There is unbridled realism to Kiowa Casey and Giuliani Vanelli's photography; from intimate tellings of family and the loss of Casey’s mother in San Amado, to obscure portraits in Giuliani’s series The Season. Vanelli’s Untitled (#1, all works untitled, 2024) is a testament to this quality. An anonymous figure breaks the fourth wall. Pulsating in a soft luminescence, the translucent man cradles his right ear as if anticipating an anecdote from the viewer; on the other hand, Untitled (#4) willingly communicates one. The shell cupped in a palm carries a serrated penumbra and invokes a splintery sensation like the spicules of a sea sponge. A window is opened by this childlike activity, documenting Vanelli’s youth memories and reflections on time that she states ‘can be both comforting or claustrophobic, depending on the circumstances.’

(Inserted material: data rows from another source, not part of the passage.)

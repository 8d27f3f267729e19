//! Linear decode loop over a byte buffer.
//!
//! The cursor only moves forward: by the instruction size after a decode,
//! or by 2 bytes after a first byte announcing a 48-bit or longer encoding.
//! Skipping 2 bytes is a recovery policy, not a resynchronization guarantee.

use std::fmt::{self, Display};
use std::iter::FusedIterator;
use std::sync::LazyLock;

use tracing::{debug, trace};

use crate::{CompositeDecoder, DecodeError, DecodedInstr, InstrSize, classify};

/// Bytes skipped after an unsupported instruction length.
pub const BAD_LENGTH_SKIP: usize = 2;

static STANDARD_DECODER: LazyLock<CompositeDecoder> = LazyLock::new(CompositeDecoder::standard);

/// Shared decoder with all supported extensions.
#[must_use]
pub fn standard_decoder() -> &'static CompositeDecoder {
    &STANDARD_DECODER
}

/// One decoded instruction, recognized or not.
#[derive(Clone, Debug, PartialEq, Eq)]
pub struct InstrLine {
    /// Byte offset in the input buffer.
    pub offset: usize,
    /// Encoded size.
    pub size: InstrSize,
    /// Raw instruction word, little-endian.
    pub raw: u32,
    /// Decoded instruction, `None` when no extension recognized it.
    pub instr: Option<DecodedInstr>,
    /// Mnemonic and operands, empty when unrecognized.
    pub text: String,
}

impl InstrLine {
    /// Whether an extension recognized the encoding.
    #[must_use]
    pub const fn is_recognized(&self) -> bool {
        self.instr.is_some()
    }
}

impl Display for InstrLine {
    fn fmt(&self, f: &mut fmt::Formatter<'_>) -> fmt::Result {
        match self.size {
            InstrSize::Compressed => write!(f, "    {:04x}  {}", self.raw, self.text),
            InstrSize::Standard => write!(f, "{:08x}  {}", self.raw, self.text),
        }
    }
}

/// One unit of decode output.
#[derive(Clone, Debug, PartialEq, Eq)]
pub enum Line {
    /// Listing line for the output stream.
    Instr(InstrLine),
    /// First byte announces an unsupported length; goes to the diagnostic stream.
    BadLength { offset: usize, byte: u8 },
}

impl Line {
    /// Byte offset this line was produced at.
    #[must_use]
    pub const fn offset(&self) -> usize {
        match self {
            Self::Instr(line) => line.offset,
            Self::BadLength { offset, .. } => *offset,
        }
    }

    /// Whether this line belongs on the diagnostic stream.
    #[must_use]
    pub const fn is_diagnostic(&self) -> bool {
        matches!(self, Self::BadLength { .. })
    }
}

impl Display for Line {
    fn fmt(&self, f: &mut fmt::Formatter<'_>) -> fmt::Result {
        match self {
            Self::Instr(line) => Display::fmt(line, f),
            Self::BadLength { byte, .. } => write!(f, "Bad instruction length {byte:02x}"),
        }
    }
}

/// Counters collected while walking a buffer.
#[derive(Clone, Copy, Debug, Default, PartialEq, Eq)]
pub struct DisasmStats {
    /// Instructions an extension recognized.
    pub recognized: usize,
    /// Instructions of a supported length that no extension recognized.
    pub unrecognized: usize,
    /// First bytes announcing an unsupported length.
    pub bad_length: usize,
    /// Whether the walk stopped on a truncated instruction.
    pub truncated: bool,
}

impl DisasmStats {
    /// Number of listing lines produced.
    #[must_use]
    pub const fn instructions(&self) -> usize {
        self.recognized + self.unrecognized
    }
}

/// Iterator decoding a buffer from offset 0.
///
/// Yields `Ok` for every listing or diagnostic line. A trailing instruction
/// shorter than its classified size yields one `Err` and ends the walk.
pub struct Disassembler<'a> {
    bytes: &'a [u8],
    decoder: &'a CompositeDecoder,
    offset: usize,
    done: bool,
    stats: DisasmStats,
}

impl<'a> Disassembler<'a> {
    /// Walk `bytes` with the standard decoder.
    #[must_use]
    pub fn new(bytes: &'a [u8]) -> Self {
        Self::with_decoder(bytes, standard_decoder())
    }

    /// Walk `bytes` with a caller-provided decoder.
    #[must_use]
    pub const fn with_decoder(bytes: &'a [u8], decoder: &'a CompositeDecoder) -> Self {
        Self {
            bytes,
            decoder,
            offset: 0,
            done: false,
            stats: DisasmStats {
                recognized: 0,
                unrecognized: 0,
                bad_length: 0,
                truncated: false,
            },
        }
    }

    /// Current cursor position.
    #[must_use]
    pub const fn offset(&self) -> usize {
        self.offset
    }

    /// Counters for the lines yielded so far.
    #[must_use]
    pub const fn stats(&self) -> &DisasmStats {
        &self.stats
    }

    fn decode_at(&self, offset: usize, size: InstrSize, raw: u32) -> InstrLine {
        let instr = self.decoder.decode_word(size, raw, offset);
        let text = instr
            .as_ref()
            .map(|instr| self.decoder.disasm(instr))
            .unwrap_or_default();
        InstrLine {
            offset,
            size,
            raw,
            instr,
            text,
        }
    }
}

fn read_word(bytes: &[u8], size: InstrSize) -> u32 {
    match size {
        InstrSize::Compressed => u32::from(u16::from_le_bytes([bytes[0], bytes[1]])),
        InstrSize::Standard => u32::from_le_bytes([bytes[0], bytes[1], bytes[2], bytes[3]]),
    }
}

impl Iterator for Disassembler<'_> {
    type Item = Result<Line, DecodeError>;

    fn next(&mut self) -> Option<Self::Item> {
        if self.done {
            return None;
        }
        let bytes = self.bytes;
        let offset = self.offset;
        let Some(rest) = bytes.get(offset..).filter(|rest| !rest.is_empty()) else {
            self.done = true;
            debug!(
                recognized = self.stats.recognized,
                unrecognized = self.stats.unrecognized,
                bad_length = self.stats.bad_length,
                "end of buffer"
            );
            return None;
        };

        let byte = rest[0];
        let Some(size) = classify(byte) else {
            debug!(offset, byte = format_args!("{byte:#04x}"), "bad instruction length");
            self.stats.bad_length += 1;
            self.offset += BAD_LENGTH_SKIP;
            return Some(Ok(Line::BadLength { offset, byte }));
        };

        let needed = size.bytes();
        if rest.len() < needed {
            debug!(offset, needed, available = rest.len(), "truncated instruction");
            self.stats.truncated = true;
            self.done = true;
            return Some(Err(DecodeError::truncated(offset, needed, rest.len())));
        }

        let line = self.decode_at(offset, size, read_word(rest, size));
        if line.is_recognized() {
            self.stats.recognized += 1;
        } else {
            self.stats.unrecognized += 1;
        }
        trace!(offset, raw = format_args!("{:#x}", line.raw), text = %line.text, "decoded");
        self.offset += needed;
        Some(Ok(Line::Instr(line)))
    }
}

impl FusedIterator for Disassembler<'_> {}

impl std::fmt::Debug for Disassembler<'_> {
    fn fmt(&self, f: &mut fmt::Formatter<'_>) -> fmt::Result {
        f.debug_struct("Disassembler")
            .field("len", &self.bytes.len())
            .field("offset", &self.offset)
            .field("done", &self.done)
            .field("stats", &self.stats)
            .finish_non_exhaustive()
    }
}

/// Result of walking a whole buffer.
#[derive(Clone, Debug, Default, PartialEq, Eq)]
pub struct Listing {
    /// Lines in increasing offset order.
    pub lines: Vec<Line>,
    /// Counters for the walk.
    pub stats: DisasmStats,
    /// Truncation error that ended the walk, if any.
    pub error: Option<DecodeError>,
}

impl Listing {
    /// Listing lines only, without diagnostics.
    pub fn instr_lines(&self) -> impl Iterator<Item = &InstrLine> {
        self.lines.iter().filter_map(|line| match line {
            Line::Instr(line) => Some(line),
            Line::BadLength { .. } => None,
        })
    }

    /// Rendered listing lines, without diagnostics.
    #[must_use]
    pub fn to_text_lines(&self) -> Vec<String> {
        self.instr_lines().map(ToString::to_string).collect()
    }
}

/// Decode a whole buffer with the standard decoder.
#[must_use]
pub fn disassemble(bytes: &[u8]) -> Listing {
    disassemble_with(bytes, standard_decoder())
}

/// Decode a whole buffer with a caller-provided decoder.
#[must_use]
pub fn disassemble_with(bytes: &[u8], decoder: &CompositeDecoder) -> Listing {
    let mut iter = Disassembler::with_decoder(bytes, decoder);
    let mut listing = Listing::default();
    for item in iter.by_ref() {
        match item {
            Ok(line) => listing.lines.push(line),
            Err(err) => listing.error = Some(err),
        }
    }
    listing.stats = *iter.stats();
    listing
}

#[cfg(test)]
mod tests {
    use super::*;
    use crate::{OP_C_LI, OP_ECALL, OP_WFI};

    fn text(bytes: &[u8]) -> Vec<String> {
        disassemble(bytes).to_text_lines()
    }

    #[test]
    fn test_addi() {
        // addi a0, zero, 5
        assert_eq!(text(&0x0050_0513u32.to_le_bytes()), ["00500513  addi a0, zero, 5"]);
    }

    #[test]
    fn test_wfi_and_ecall() {
        let listing = disassemble(&[0x73, 0x00, 0x50, 0x10, 0x73, 0x00, 0x00, 0x00]);
        assert_eq!(listing.to_text_lines(), ["10500073  wfi", "00000073  ecall"]);
        let opids: Vec<_> = listing
            .instr_lines()
            .map(|line| line.instr.as_ref().unwrap().opid)
            .collect();
        assert_eq!(opids, [OP_WFI, OP_ECALL]);
    }

    #[test]
    fn test_compressed_classification() {
        // 0x0001 is c.addi (c.nop), 0x4515 is c.li a0, 5
        let listing = disassemble(&[0x01, 0x00, 0x15, 0x45]);
        assert_eq!(listing.to_text_lines(), ["    0001  c.addi ...", "    4515  c.li a0, 5"]);
        let second = listing.instr_lines().nth(1).unwrap();
        assert_eq!(second.size, InstrSize::Compressed);
        assert_eq!(second.offset, 2);
        assert_eq!(second.instr.as_ref().unwrap().opid, OP_C_LI);
    }

    #[test]
    fn test_unrecognized_keeps_hex_dump() {
        // add a0, a1, a2 and c.lwsp a0, 0(sp)
        let listing = disassemble(&[0x33, 0x85, 0xC5, 0x00, 0x02, 0x45]);
        assert_eq!(listing.to_text_lines(), ["00c58533  ", "    4502  "]);
        assert_eq!(listing.stats.unrecognized, 2);
        assert_eq!(listing.stats.recognized, 0);
        assert!(listing.error.is_none());
    }

    #[test]
    fn test_bad_length_skips_two_bytes() {
        // 0x1F announces a 48-bit instruction, followed by c.li a0, 5
        let listing = disassemble(&[0x1F, 0xAA, 0x15, 0x45]);
        assert_eq!(
            listing.lines[0],
            Line::BadLength {
                offset: 0,
                byte: 0x1F
            }
        );
        assert_eq!(listing.lines[0].to_string(), "Bad instruction length 1f");
        assert!(listing.lines[0].is_diagnostic());
        assert_eq!(listing.to_text_lines(), ["    4515  c.li a0, 5"]);
        assert_eq!(listing.stats.bad_length, 1);
    }

    #[test]
    fn test_bad_length_on_last_byte() {
        let listing = disassemble(&[0x15, 0x45, 0x7F]);
        assert_eq!(listing.lines.len(), 2);
        assert!(listing.lines[1].is_diagnostic());
        assert!(listing.error.is_none());
    }

    #[test]
    fn test_truncated_standard_instruction() {
        // c.li a0, 5 then the first 3 bytes of addi a0, zero, 5
        let listing = disassemble(&[0x15, 0x45, 0x13, 0x05, 0x50]);
        assert_eq!(listing.to_text_lines(), ["    4515  c.li a0, 5"]);
        assert_eq!(listing.error, Some(DecodeError::truncated(2, 4, 3)));
        assert!(listing.stats.truncated);
    }

    #[test]
    fn test_truncated_compressed_instruction() {
        let listing = disassemble(&[0x15]);
        assert!(listing.lines.is_empty());
        assert_eq!(listing.error, Some(DecodeError::truncated(0, 2, 1)));
    }

    #[test]
    fn test_iterator_stops_after_truncation() {
        let mut iter = Disassembler::new(&[0x13, 0x05]);
        assert!(matches!(iter.next(), Some(Err(DecodeError::Truncated { .. }))));
        assert!(iter.next().is_none());
        assert!(iter.next().is_none());
    }

    #[test]
    fn test_empty_buffer() {
        let listing = disassemble(&[]);
        assert!(listing.lines.is_empty());
        assert!(listing.error.is_none());
        assert_eq!(listing.stats, DisasmStats::default());
    }

    #[test]
    fn test_mixed_stream() {
        let mut bytes = Vec::new();
        bytes.extend_from_slice(&0x1141u16.to_le_bytes()); // c.addi sp, -16
        bytes.extend_from_slice(&0x00A1_2423u32.to_le_bytes()); // sw a0, 8(sp)
        bytes.extend_from_slice(&0x852Eu16.to_le_bytes()); // c.mv a0, a1
        bytes.extend_from_slice(&0x0081_2503u32.to_le_bytes()); // lw a0, 8(sp)
        bytes.extend_from_slice(&0xFEB5_1CE3u32.to_le_bytes()); // bne a0, a1, -8
        bytes.extend_from_slice(&0x3000_2573u32.to_le_bytes()); // csrr a0, mstatus
        bytes.extend_from_slice(&0x1234_5537u32.to_le_bytes()); // lui a0, 0x12345
        bytes.extend_from_slice(&0x0010_00EFu32.to_le_bytes()); // jal ra, 2048

        let listing = disassemble(&bytes);
        assert_eq!(
            listing.to_text_lines(),
            [
                "    1141  c.addi ...",
                "00a12423  sw a0, 8(sp)",
                "    852e  c.mv a0, a1",
                "00812503  lw a0 8(sp)",
                "feb51ce3  bne a0, a1, -8",
                "30002573  csrrs a0, mstatus, zero",
                "12345537  lui a0, 0x12345",
                "001000ef  jal ra, 2048",
            ]
        );
        let offsets: Vec<_> = listing.lines.iter().map(Line::offset).collect();
        assert_eq!(offsets, [0, 2, 6, 8, 12, 16, 20, 24]);
        assert_eq!(listing.stats.instructions(), 8);
    }

    #[test]
    fn test_custom_decoder() {
        let decoder = CompositeDecoder::empty();
        let listing = disassemble_with(&0x0050_0513u32.to_le_bytes(), &decoder);
        assert_eq!(listing.to_text_lines(), ["00500513  "]);
    }

    #[test]
    fn test_stats_track_progress() {
        let bytes = [0x15, 0x45, 0x33, 0x85, 0xC5, 0x00];
        let mut iter = Disassembler::new(&bytes);
        assert!(iter.next().is_some());
        assert_eq!(iter.offset(), 2);
        assert_eq!(iter.stats().recognized, 1);
        assert!(iter.next().is_some());
        assert_eq!(iter.offset(), 6);
        assert_eq!(iter.stats().unrecognized, 1);
        assert!(iter.next().is_none());
    }
}
//! CLI definitions and argument types.

use std::path::PathBuf;

use clap::{Parser, ValueEnum};
use rvdis::{DEFAULT_MAX_BYTES, DisasmOptions, InputSource};

/// Exit code for success.
pub const EXIT_SUCCESS: i32 = 0;
/// Exit code for failure.
pub const EXIT_FAILURE: i32 = 1;

#[derive(Parser)]
#[command(name = "rvdis")]
#[command(about = "RISC-V disassembler - prints one line per instruction")]
#[command(version)]
pub struct Cli {
    /// Input file with raw instruction bytes ("-" or absent = stdin)
    #[arg(value_name = "INPUT")]
    pub input: Option<PathBuf>,

    /// Maximum number of bytes to read (0 = whole input)
    #[arg(long, default_value_t = DEFAULT_MAX_BYTES)]
    pub max_bytes: usize,

    /// When to color diagnostics
    #[arg(long, value_enum, default_value = "auto")]
    pub color: ColorArg,

    /// Enable verbose output (sets RUST_LOG=debug)
    #[arg(short, long)]
    pub verbose: bool,

    /// Suppress log output (only show errors)
    #[arg(short, long, conflicts_with = "verbose")]
    pub silent: bool,
}

/// Color mode for diagnostics.
#[derive(Clone, Copy, Debug, ValueEnum, Default)]
pub enum ColorArg {
    /// Color when stderr is a terminal (default)
    #[default]
    Auto,
    /// Always color
    Always,
    /// Never color
    Never,
}

impl Cli {
    /// Default tracing directive for the chosen verbosity.
    pub const fn log_directive(&self) -> &'static str {
        if self.verbose {
            "rvdis=debug"
        } else if self.silent {
            "rvdis=error"
        } else {
            "rvdis=warn"
        }
    }

    /// Build disassembly options from arguments.
    pub fn options(&self) -> DisasmOptions {
        let color = match self.color {
            ColorArg::Auto => rvdis::terminal::stderr_supports_color(),
            ColorArg::Always => true,
            ColorArg::Never => false,
        };
        DisasmOptions::new()
            .with_input(InputSource::from_arg(self.input.as_deref()))
            .with_max_bytes(self.max_bytes)
            .with_color(color)
    }
}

That paradoxical sensibility is hung high in Casey’s Towels (2024). There is an endearing sorrow to the clothesline. An existential mark that manifests within her compositions— sometimes intuited or, many a time felt like a juddering undercurrent below the surface. Louis (2024) brings this notion further to head with Louis behind a pane of glass. A smudge resembles a scar arched atop his brow, a fleshy motif of circumstance and enduring strength. At her best, her photos offer a joie de vivre amidst life’s hardships and tenderly pays homage to the physical and/or visceral distance experienced amongst family, but more importantly, the love that transcends it. Whether Sosnowska’s adoptive home of Iceland, Vanelli’s Tuscany seaside dwelling, or Casey’s Welsh abode, each photo recounts halcyon days that once felt possibly infinite, yet now, with time’s acceleration and maturity, feels transient and weighted behind ironed melancholy.
Upon opening Casey’s San Amado a single phrase dedicated to her mother reads, ‘Our home is not on the earth but in the light.’ Something mystically ubiquitous; light is a primordial essence which webs through everything's origin story. The exhibit embodies this concept. It is rooted in universal themes; howbeit, on the surface, it offers the simultaneity of present and past through photography. Their archetypal images leave an imprint on our collective conscience. And after vicariously living through them, I set off, knowing they have been forever engraved on the dark side of my mind.
‘Marked By Light’ is on view at Serchia Gallery, Bristol, until 20 December 2024.
All exhibition poster proceeds are going to the artist’s nominated Charities: Winston’s Wish, RSPCA (Bristol), Action Aid, and Julie and Rosina Espig Animal Sanctuary.